Sports in which there are 451-700 participatory schools (boys and girls soccer) have three divisions. Baseball, boys and girls basketball, softball and girls volleyball have four divisions because each sport sees more than 700 schools field a team each year.

The OHSAA studied interscholastic models from many states that have fewer member schools but more divisions than Ohio. It ultimately settled on the following proposal.

The Cincinnati Country Day girls soccer team won the 2023 Division III state championship. Under the proposed realignment model, it would move down to Division IV.

The number of divisions for the seven sports would still be based on the number of schools that field a team, but the range would be smaller. There would be one division for every 100 schools. For example, girls soccer currently has 517 member schools, so it would expand to five divisions. If a sport has 700 or more schools participating, it would cap at seven divisions, which would apply to baseball, boys and girls basketball, softball and girls volleyball.

There have been discussions about expanding track and field and cross country, which currently have three divisions each, but they are not included in this proposal because they are considered individual sports. They will be discussed at some point.
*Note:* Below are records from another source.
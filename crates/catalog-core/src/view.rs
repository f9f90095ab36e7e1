//! Rendering plans produced by the resolver
//!
//! These types describe what a page shows, independent of how a frontend
//! draws it. All of them serialize to JSON.

use std::collections::BTreeMap;

use serde::Serialize;

use crate::messages::EmptyState;
use crate::nav::NavTarget;
use crate::parser::{episode_id, folder_name};
use crate::types::{Episode, Quality, Series};

/// Something the user can do with an entry
#[derive(Debug, Clone, PartialEq, Eq, Serialize)]
#[serde(tag = "kind", rename_all = "snake_case")]
pub enum Action {
    /// Open the playback page
    Play { target: NavTarget },
    /// Open the file directly
    Download { href: String, subtitle: bool },
}

/// One row of a list
#[derive(Debug, Clone, PartialEq, Eq, Serialize)]
pub struct Entry {
    pub label: String,
    pub actions: Vec<Action>,
}

impl Entry {
    /// Playback target, if the entry can be played
    pub fn play_target(&self) -> Option<&NavTarget> {
        self.actions.iter().find_map(|action| match action {
            Action::Play { target } => Some(target),
            Action::Download { .. } => None,
        })
    }

    /// Whether this entry has a download action
    pub fn has_download(&self) -> bool {
        self.actions
            .iter()
            .any(|action| matches!(action, Action::Download { .. }))
    }

    /// Row for a file found in a remote directory
    pub fn remote_video(series: &str, season: &str, base: &str, file: &str) -> Self {
        let id = episode_id(file);
        let src = format!("{base}{file}");
        Entry {
            actions: vec![Action::Play {
                target: NavTarget::episode(series, season, &id, &src),
            }],
            label: id,
        }
    }

    /// Row for a manually registered episode; non-playable tiers only
    /// offer a download
    pub fn manual_episode(series: &str, season: &str, episode: &Episode, playable: bool) -> Self {
        let mut actions = Vec::new();
        if let Some(src) = episode.source() {
            if playable {
                actions.push(Action::Play {
                    target: NavTarget::episode(series, season, episode.label(), src),
                });
            }
            actions.push(Action::Download {
                href: src.to_string(),
                subtitle: !playable,
            });
        }
        Entry {
            label: episode.label().to_string(),
            actions,
        }
    }
}

/// The trailer row shown under a season list
#[derive(Debug, Clone, PartialEq, Eq, Serialize)]
pub struct Trailer {
    pub src: String,
    pub play: NavTarget,
}

impl Trailer {
    /// Trailer `file` found in the series directory `series_url`
    pub fn new(series: &str, series_url: &str, file: &str) -> Self {
        let src = format!("{series_url}{file}");
        Trailer {
            play: NavTarget::episode(series, "", "Trailer", &src),
            src,
        }
    }
}

/// Link to a season
#[derive(Debug, Clone, PartialEq, Eq, Serialize)]
pub struct SeasonLink {
    pub id: String,
    pub target: NavTarget,
}

impl SeasonLink {
    pub fn new(series: &str, season: &str) -> Self {
        SeasonLink {
            id: season.to_string(),
            target: NavTarget::season(series, season),
        }
    }

    /// Link for a folder entry of a directory index
    pub fn from_folder(series: &str, folder: &str) -> Self {
        Self::new(series, &folder_name(folder))
    }
}

/// Season list of a series
#[derive(Debug, Clone, PartialEq, Eq, Serialize)]
pub struct SeasonList {
    pub seasons: Vec<SeasonLink>,
    /// Trailer row, shown after the seasons
    pub trailer: Option<Trailer>,
    /// Videos at the series root that are not the trailer
    pub standalone: Vec<Entry>,
}

/// Episodes of a season, or why there are none
#[derive(Debug, Clone, PartialEq, Eq, Serialize)]
#[serde(tag = "status", rename_all = "snake_case")]
pub enum EpisodeList {
    Items {
        /// "Play episode 1" shortcut
        play_first: Option<NavTarget>,
        entries: Vec<Entry>,
    },
    Empty { state: EmptyState },
}

impl EpisodeList {
    /// List of manually registered episodes
    pub fn manual(series: &str, season: &str, episodes: &[Episode], playable: bool) -> Self {
        let Some(first) = episodes.first() else {
            return EpisodeList::Empty {
                state: EmptyState::NoEpisodesRegistered,
            };
        };

        let play_first = if playable {
            first.source().map(|src| {
                let id = if first.id.is_empty() { "E01" } else { first.id.as_str() };
                NavTarget::episode(series, season, id, src)
            })
        } else {
            None
        };

        EpisodeList::Items {
            play_first,
            entries: episodes
                .iter()
                .map(|episode| Entry::manual_episode(series, season, episode, playable))
                .collect(),
        }
    }

    /// List of files found under `base`
    pub fn remote(series: &str, season: &str, base: &str, files: &[String]) -> Self {
        let entries: Vec<Entry> = files
            .iter()
            .map(|file| Entry::remote_video(series, season, base, file))
            .collect();

        match entries.first().and_then(Entry::play_target).cloned() {
            Some(first) => EpisodeList::Items {
                play_first: Some(first),
                entries,
            },
            None => EpisodeList::Empty {
                state: EmptyState::NoEpisodesFound,
            },
        }
    }

    /// Rows of the list, empty for an empty state
    pub fn entries(&self) -> &[Entry] {
        match self {
            EpisodeList::Items { entries, .. } => entries,
            EpisodeList::Empty { .. } => &[],
        }
    }
}

/// Episode list split into quality tabs
#[derive(Debug, Clone, PartialEq, Eq, Serialize)]
pub struct QualityTabs {
    /// Tabs in priority order, only non-empty tiers
    pub tabs: Vec<Quality>,
    pub selected: Quality,
    /// List for the selected tab
    pub list: EpisodeList,
    #[serde(skip)]
    tiers: BTreeMap<Quality, Vec<Episode>>,
    #[serde(skip)]
    series: String,
    #[serde(skip)]
    season: String,
}

impl QualityTabs {
    /// Tabs over `tiers`, `None` when every tier is empty
    pub fn new(series: &str, season: &str, tiers: Vec<(Quality, Vec<Episode>)>) -> Option<Self> {
        let tiers: BTreeMap<Quality, Vec<Episode>> = tiers
            .into_iter()
            .filter(|(_, episodes)| !episodes.is_empty())
            .collect();
        if tiers.is_empty() {
            return None;
        }

        let mut tabs = QualityTabs {
            tabs: tiers.keys().copied().collect(),
            selected: Quality::DEFAULT,
            list: EpisodeList::Empty {
                state: EmptyState::NoEpisodesRegistered,
            },
            tiers,
            series: series.to_string(),
            season: season.to_string(),
        };
        tabs.select(Quality::DEFAULT);
        Some(tabs)
    }

    /// Switch to `quality` and rebuild the list for it
    pub fn select(&mut self, quality: Quality) {
        self.selected = quality;
        let episodes = self.tiers.get(&quality).map(Vec::as_slice).unwrap_or_default();
        self.list = EpisodeList::manual(&self.series, &self.season, episodes, quality.is_playable());
    }
}

/// What the season page shows
#[derive(Debug, Clone, PartialEq, Eq, Serialize)]
#[serde(tag = "view", rename_all = "snake_case")]
pub enum SeasonPage {
    Seasons(SeasonList),
    Episodes { list: EpisodeList },
    Tabbed(QualityTabs),
    Empty { state: EmptyState },
}

impl SeasonPage {
    pub fn empty(state: EmptyState) -> Self {
        SeasonPage::Empty { state }
    }
}

/// A card on the series list page
#[derive(Debug, Clone, PartialEq, Eq, Serialize)]
pub struct SeriesCard {
    pub title: String,
    pub cover: String,
    pub target: NavTarget,
}

impl From<&Series> for SeriesCard {
    fn from(series: &Series) -> Self {
        SeriesCard {
            title: series.display_title().to_string(),
            cover: series.cover.clone(),
            target: NavTarget::series(&series.id),
        }
    }
}

/// What the series list page shows
#[derive(Debug, Clone, PartialEq, Eq, Serialize)]
#[serde(tag = "view", rename_all = "snake_case")]
pub enum SeriesPage {
    Cards { cards: Vec<SeriesCard> },
    Empty { state: EmptyState },
}

impl SeriesPage {
    pub fn from_series(series: &[Series]) -> Self {
        if series.is_empty() {
            SeriesPage::Empty {
                state: EmptyState::NoSeriesRegistered,
            }
        } else {
            SeriesPage::Cards {
                cards: series.iter().map(SeriesCard::from).collect(),
            }
        }
    }
}
//! Triangular system solver
//!
//! Solves `M x = y` for a dense lower- or upper-triangular `M` by forward or
//! backward substitution, without calling into BLAS/LAPACK `trsv`.
//!
//! Each step solves the unknown at the active pivot by a single division,
//! subtracts its column contribution from the remaining right-hand side and
//! shrinks the problem by one. Two equivalent walks are provided: an explicit
//! loop over a single residual buffer (the default) and structural recursion
//! over shrinking views. Both perform the same floating-point operations in
//! the same order, so their results are bitwise identical.

use super::orientation::{Pivot, detect_pivot};
use crate::config::{EliminationStrategy, SolveConfig};
use crate::error::{Result, TriangularError};
use crate::traits::ComplexField;
use ndarray::{Array1, Array2, ArrayView2, ArrayViewMut1, s};
use num_traits::Zero;

/// Solve `M x = y` for triangular `M` with the default configuration.
///
/// With `pivot = None` the orientation is inferred from `m` and a matrix with
/// non-zero entries on both sides of the diagonal is rejected. A supplied
/// pivot is trusted as-is: entries on the ignored side of the diagonal are
/// never read.
///
/// A zero diagonal entry is not reported as an error; the corresponding
/// unknowns come out as infinity or NaN.
pub fn solve_triangular<T: ComplexField>(
    m: &Array2<T>,
    y: &Array1<T>,
    pivot: Option<Pivot>,
) -> Result<Array1<T>> {
    solve_triangular_with(m, y, pivot, &SolveConfig::default())
}

/// Solve `M x = y` with an orientation hint given as text ("start" or "end").
///
/// Unrecognized hints fail with [`TriangularError::InvalidPivot`] before any
/// computation.
pub fn solve_triangular_hinted<T: ComplexField>(
    m: &Array2<T>,
    y: &Array1<T>,
    hint: Option<&str>,
) -> Result<Array1<T>> {
    let pivot = hint.map(str::parse::<Pivot>).transpose()?;
    solve_triangular(m, y, pivot)
}

/// Solve `M x = y` for triangular `M` using an explicit configuration.
pub fn solve_triangular_with<T: ComplexField>(
    m: &Array2<T>,
    y: &Array1<T>,
    pivot: Option<Pivot>,
    config: &SolveConfig,
) -> Result<Array1<T>> {
    check_dimensions(m, y)?;

    let n = y.len();
    if n == 0 {
        return Ok(Array1::zeros(0));
    }

    let pivot = match pivot {
        Some(pivot) => pivot,
        None => detect_pivot(m)?,
    };

    Ok(eliminate(m.view(), y, pivot, config))
}

/// Run the elimination on validated input.
pub(crate) fn eliminate<T: ComplexField>(
    m: ArrayView2<'_, T>,
    y: &Array1<T>,
    pivot: Pivot,
    config: &SolveConfig,
) -> Array1<T> {
    let n = y.len();
    let mut residual = y.clone();
    let mut x = Array1::zeros(n);

    match config.strategy {
        EliminationStrategy::Recursive if n <= config.recursion_limit => {
            eliminate_recursive(m, residual.view_mut(), x.view_mut(), pivot);
        }
        EliminationStrategy::Recursive => {
            log::debug!(
                "Dimension {} exceeds recursion limit {}, using iterative elimination",
                n,
                config.recursion_limit
            );
            eliminate_iterative(m, &mut residual, &mut x, pivot);
        }
        EliminationStrategy::Iterative => {
            eliminate_iterative(m, &mut residual, &mut x, pivot);
        }
    }

    if config.warn_on_degenerate {
        warn_if_degenerate(m, &x);
    }

    x
}

pub(crate) fn check_dimensions<T>(m: &Array2<T>, y: &Array1<T>) -> Result<()> {
    let (rows, cols) = m.dim();
    if rows != cols {
        return Err(TriangularError::NotSquare { rows, cols });
    }
    if y.len() != rows {
        return Err(TriangularError::DimensionMismatch {
            expected: rows,
            got: y.len(),
        });
    }
    Ok(())
}

/// Loop form: the active pivot index walks from one end to the other.
///
/// `residual` starts as `y` and holds, at every step, the right-hand side of
/// the still-unsolved sub-system.
fn eliminate_iterative<T: ComplexField>(
    m: ArrayView2<'_, T>,
    residual: &mut Array1<T>,
    x: &mut Array1<T>,
    pivot: Pivot,
) {
    let n = residual.len();

    match pivot {
        Pivot::LowerForward => {
            for k in 0..n {
                let x_k = residual[k] / m[[k, k]];
                x[k] = x_k;
                for i in (k + 1)..n {
                    residual[i] -= x_k * m[[i, k]];
                }
            }
        }
        Pivot::UpperBackward => {
            for k in (0..n).rev() {
                let x_k = residual[k] / m[[k, k]];
                x[k] = x_k;
                for i in 0..k {
                    residual[i] -= x_k * m[[i, k]];
                }
            }
        }
    }
}

/// Recursive form over `(offset, length)` views of the original buffers.
///
/// Dimension 1 is the base case (a single division). Otherwise the pivot
/// unknown is solved, its column is subtracted from the rest of the residual,
/// and the call recurses on the sub-system with the pivot row and column
/// removed.
fn eliminate_recursive<T: ComplexField>(
    m: ArrayView2<'_, T>,
    residual: ArrayViewMut1<'_, T>,
    mut x: ArrayViewMut1<'_, T>,
    pivot: Pivot,
) {
    let n = residual.len();
    let p = pivot.index(n);
    let x_p = residual[p] / m[[p, p]];
    x[p] = x_p;

    if n == 1 {
        return;
    }

    let (m_next, column, mut residual_next, x_next) = match pivot {
        Pivot::LowerForward => (
            m.slice_move(s![1.., 1..]),
            m.slice_move(s![1.., 0]),
            residual.slice_move(s![1..]),
            x.slice_move(s![1..]),
        ),
        Pivot::UpperBackward => (
            m.slice_move(s![..-1, ..-1]),
            m.slice_move(s![..-1, -1]),
            residual.slice_move(s![..-1]),
            x.slice_move(s![..-1]),
        ),
    };

    for (r, &c) in residual_next.iter_mut().zip(column.iter()) {
        *r -= x_p * c;
    }

    eliminate_recursive(m_next, residual_next, x_next, pivot);
}

fn warn_if_degenerate<T: ComplexField>(m: ArrayView2<'_, T>, x: &Array1<T>) {
    if x.iter().all(|v| v.is_finite()) {
        return;
    }

    match m.diag().iter().position(|d| d.is_zero()) {
        Some(index) => log::warn!(
            "Zero diagonal entry at index {}: triangular solution contains non-finite values",
            index
        ),
        None => log::warn!("Triangular solution contains non-finite values"),
    }
}

#[cfg(test)]
mod tests {
    use super::*;
    use approx::assert_relative_eq;
    use ndarray::array;
    use num_complex::Complex64;

    #[test]
    fn test_base_case() {
        let m = array![[2.0_f64]];
        let y = array![6.0_f64];

        let x = solve_triangular(&m, &y, None).expect("solve should succeed");
        assert_eq!(x, array![3.0]);

        let x = solve_triangular_with(&m, &y, None, &SolveConfig::recursive())
            .expect("solve should succeed");
        assert_eq!(x, array![3.0]);
    }

    #[test]
    fn test_lower_auto_detected() {
        let m = array![[1.0_f64, 0.0], [2.0, 3.0]];
        let y = array![1.0_f64, 8.0];

        let x = solve_triangular(&m, &y, None).expect("solve should succeed");
        assert_relative_eq!(x[0], 1.0, epsilon = 1e-12);
        assert_relative_eq!(x[1], 2.0, epsilon = 1e-12);
    }

    #[test]
    fn test_upper_auto_detected() {
        let m = array![[2.0_f64, 1.0], [0.0, 3.0]];
        let y = array![5.0_f64, 6.0];

        let x = solve_triangular(&m, &y, None).expect("solve should succeed");
        assert_relative_eq!(x[0], 1.5, epsilon = 1e-12);
        assert_relative_eq!(x[1], 2.0, epsilon = 1e-12);
    }

    #[test]
    fn test_explicit_pivot_matches_inference() {
        let m = array![[4.0_f64, 0.0, 0.0], [1.0, 2.0, 0.0], [3.0, -1.0, 5.0]];
        let y = array![8.0_f64, 4.0, 7.0];

        let inferred = solve_triangular(&m, &y, None).unwrap();
        let hinted = solve_triangular(&m, &y, Some(Pivot::LowerForward)).unwrap();
        assert_eq!(inferred, hinted);

        let from_text = solve_triangular_hinted(&m, &y, Some("start")).unwrap();
        assert_eq!(inferred, from_text);
    }

    #[test]
    fn test_hint_skips_verification() {
        // Upper part is garbage, but the hint says lower: it must be ignored
        let m = array![[1.0_f64, 99.0], [2.0, 3.0]];
        let y = array![1.0_f64, 8.0];

        assert!(solve_triangular(&m, &y, None).is_err());

        let x = solve_triangular(&m, &y, Some(Pivot::LowerForward)).unwrap();
        assert_relative_eq!(x[0], 1.0, epsilon = 1e-12);
        assert_relative_eq!(x[1], 2.0, epsilon = 1e-12);
    }

    #[test]
    fn test_rejects_non_triangular() {
        let m = array![[1.0_f64, 2.0], [3.0, 4.0]];
        let y = array![1.0_f64, 1.0];

        let err = solve_triangular(&m, &y, None).unwrap_err();
        assert!(err.is_invalid_input());
        assert!(matches!(err, TriangularError::NotTriangular));
    }

    #[test]
    fn test_rejects_invalid_hint() {
        let m = array![[1.0_f64, 0.0], [2.0, 3.0]];
        let y = array![1.0_f64, 8.0];

        let err = solve_triangular_hinted(&m, &y, Some("middle")).unwrap_err();
        assert!(err.is_invalid_input());
        assert!(matches!(err, TriangularError::InvalidPivot { .. }));
    }

    #[test]
    fn test_dimension_checks() {
        let m = array![[1.0_f64, 0.0], [2.0, 3.0]];

        let err = solve_triangular(&m, &array![1.0_f64, 2.0, 3.0], None).unwrap_err();
        assert!(matches!(
            err,
            TriangularError::DimensionMismatch {
                expected: 2,
                got: 3
            }
        ));

        let rect = array![[1.0_f64, 0.0, 0.0], [2.0, 3.0, 0.0]];
        let err = solve_triangular(&rect, &array![1.0_f64, 2.0], None).unwrap_err();
        assert!(err.is_dimension_error());
    }

    #[test]
    fn test_empty_system() {
        let m = Array2::<f64>::zeros((0, 0));
        let y = Array1::<f64>::zeros(0);

        let x = solve_triangular(&m, &y, None).unwrap();
        assert!(x.is_empty());
    }

    #[test]
    fn test_zero_diagonal_propagates() {
        let m = array![[0.0_f64, 0.0], [1.0, 2.0]];
        let y = array![1.0_f64, 1.0];

        let x = solve_triangular(&m, &y, None).expect("degeneracy is not an error");
        assert!(x[0].is_infinite());
        assert!(!x[1].is_finite());
    }

    #[test]
    fn test_strategies_agree_bitwise() {
        let lower = array![
            [3.0_f64, 0.0, 0.0, 0.0],
            [0.1, 7.0, 0.0, 0.0],
            [-2.3, 0.7, 1.1, 0.0],
            [1.9, -0.4, 2.2, 0.3]
        ];
        let upper = lower.t().to_owned();
        let y = array![0.3_f64, -1.7, 2.9, 4.1];

        for m in [&lower, &upper] {
            let iterative = solve_triangular(m, &y, None).unwrap();
            let recursive = solve_triangular_with(m, &y, None, &SolveConfig::recursive()).unwrap();
            assert_eq!(iterative, recursive);
        }
    }

    #[test]
    fn test_recursion_limit_fallback() {
        let m = array![[2.0_f64, 1.0, 1.0], [0.0, 4.0, 1.0], [0.0, 0.0, 8.0]];
        let y = array![4.0_f64, 5.0, 8.0];

        let config = SolveConfig {
            recursion_limit: 1,
            ..SolveConfig::recursive()
        };
        let fallback = solve_triangular_with(&m, &y, None, &config).unwrap();
        let recursive = solve_triangular_with(&m, &y, None, &SolveConfig::recursive()).unwrap();
        assert_eq!(fallback, recursive);

        let ax = m.dot(&fallback);
        for i in 0..3 {
            assert_relative_eq!(ax[i], y[i], epsilon = 1e-12);
        }
    }

    #[test]
    fn test_complex_upper() {
        let m = array![
            [Complex64::new(1.0, 1.0), Complex64::new(2.0, 0.0)],
            [Complex64::new(0.0, 0.0), Complex64::new(0.0, 2.0)]
        ];
        let y = array![Complex64::new(3.0, 1.0), Complex64::new(-2.0, 4.0)];

        let x = solve_triangular(&m, &y, None).expect("solve should succeed");

        let ax = m.dot(&x);
        for i in 0..2 {
            assert_relative_eq!((ax[i] - y[i]).norm(), 0.0, epsilon = 1e-12);
        }
    }

    #[test]
    fn test_f32_preserves_precision_type() {
        let m = array![[2.0_f32, 0.0], [1.0, 4.0]];
        let y = array![2.0_f32, 9.0];

        let x: Array1<f32> = solve_triangular(&m, &y, None).unwrap();
        assert_relative_eq!(x[0], 1.0_f32);
        assert_relative_eq!(x[1], 2.0_f32);
    }
}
‘Everybody benefits’:Loveland teacher pushes for track and field expansion

When it comes to alignment, Divisions I and II would each have 64 schools while each of the remaining divisions would have an equal number of schools (about 130). The gap between the largest school and the smallest school in each division would shrink as a result, meaning schools would compete for state championships against similarly-sized opponents.

Executive Director Doug Ute noted that the easiest thing to do is remain at four divisions (three for soccer) and that he is not ready to recommend expansion to the board of directors, but it is a member-driven initiative and an open discussion.

How expansion affects the member schools

The most notable changes would be to the postseason. With expansion, teams may no longer see neighborhood rivals in the postseason, or teams that they are used to competing against for state titles.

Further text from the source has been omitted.